The Prophet and the WarlockDownload does a fantastic job of contextualizing the whole conflict between Lizardmen and Skaven, but that’s both a good thing and a bad thing. There’s no obvious connection between Tehenhauin and Ikit Claw, other than that one of them is Skaven and the other is Lizardmen — there is no race towards anything. It almost feels like this DLC missed an opportunity in not centering itself around Ikit trying to build a Doomsphere under Lustria, and Tehenhauin trying to wake Sotek before he did. But at the same time I understand this is not a Race pack, so expecting a whole new campaign would be unreasonable for the price point. But at the same time, the Vortex Campaign is feeling increasingly strained for new lords — it doesn’t fit for Fellhart, Alith Anar, Hellebron, and it doesn’t fit for Ikit or Tehenhauin either.
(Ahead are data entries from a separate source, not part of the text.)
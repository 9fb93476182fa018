use std::sync::Arc;

use axum::{
    extract::{Extension, Path, State},
    Json,
};
use axum_extra::TypedHeader;
use headers::{authorization::Bearer, Authorization};
use serde_json::{json, Value};
use uuid::Uuid;

use shared_config::AppConfig;
use shared_models::auth::User;
use shared_models::error::AppError;

use crate::models::{ClassifyScanRequest, CreateScanRequest, ScanError};
use crate::services::classify::ClassifierService;
use crate::services::scan::ScanService;
use crate::services::suggestions::suggestions_for;

impl From<ScanError> for AppError {
    fn from(err: ScanError) -> Self {
        match err {
            ScanError::NotFound => AppError::NotFound(err.to_string()),
            ScanError::UnknownCondition(_) => AppError::NotFound(err.to_string()),
            ScanError::InvalidImage(msg) => AppError::BadRequest(msg),
            ScanError::InferenceError(msg) => AppError::ExternalService(msg),
            ScanError::ValidationError(msg) => AppError::Validation(msg),
            ScanError::DatabaseError(msg) => AppError::Database(msg),
        }
    }
}

#[axum::debug_handler]
pub async fn classify_scan(
    State(state): State<Arc<AppConfig>>,
    Json(request): Json<ClassifyScanRequest>,
) -> Result<Json<Value>, AppError> {
    let classifier = ClassifierService::new(&state);

    let result = classifier.classify(&request.file_data).await?;

    Ok(Json(json!(result)))
}

#[axum::debug_handler]
pub async fn create_scan(
    State(state): State<Arc<AppConfig>>,
    Extension(user): Extension<User>,
    TypedHeader(auth): TypedHeader<Authorization<Bearer>>,
    Json(request): Json<CreateScanRequest>,
) -> Result<Json<Value>, AppError> {
    let scan_service = ScanService::new(&state);

    let scan = scan_service.upload_scan(&user, request, auth.token()).await?;

    Ok(Json(json!(scan)))
}

#[axum::debug_handler]
pub async fn list_my_scans(
    State(state): State<Arc<AppConfig>>,
    Extension(user): Extension<User>,
    TypedHeader(auth): TypedHeader<Authorization<Bearer>>,
) -> Result<Json<Value>, AppError> {
    let scan_service = ScanService::new(&state);

    let scans = scan_service.get_user_scans(&user, auth.token()).await?;

    Ok(Json(json!({
        "scans": scans,
        "total": scans.len()
    })))
}

#[axum::debug_handler]
pub async fn get_scan(
    State(state): State<Arc<AppConfig>>,
    Extension(user): Extension<User>,
    TypedHeader(auth): TypedHeader<Authorization<Bearer>>,
    Path(scan_id): Path<Uuid>,
) -> Result<Json<Value>, AppError> {
    let scan_service = ScanService::new(&state);

    let scan = scan_service.get_scan(scan_id, &user, auth.token()).await?;

    Ok(Json(json!(scan)))
}

#[axum::debug_handler]
pub async fn get_treatment_suggestions(
    Path(condition): Path<String>,
) -> Result<Json<Value>, AppError> {
    let suggestions = suggestions_for(&condition)
        .ok_or_else(|| ScanError::UnknownCondition(condition.clone()))?;

    Ok(Json(json!({
        "condition": condition,
        "suggestions": suggestions
    })))
}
The Prophet and the Warlock is a stellar piece of content, with wonderful new units and plenty to wrap your teeth around mechanically — it’ll bring joy to any Total War: Warhammer fan. But at the same time, I wish the factions could have had their own campaign goals, and considering this is a rivalry focused DLC, a focal point around which to centre their head-to-head. Ikit and Tehenhauin are both unique legendary lords, but in the end there’s no real reason it’s them and not any other of the Skaven or Lizardmen waging their eternal war.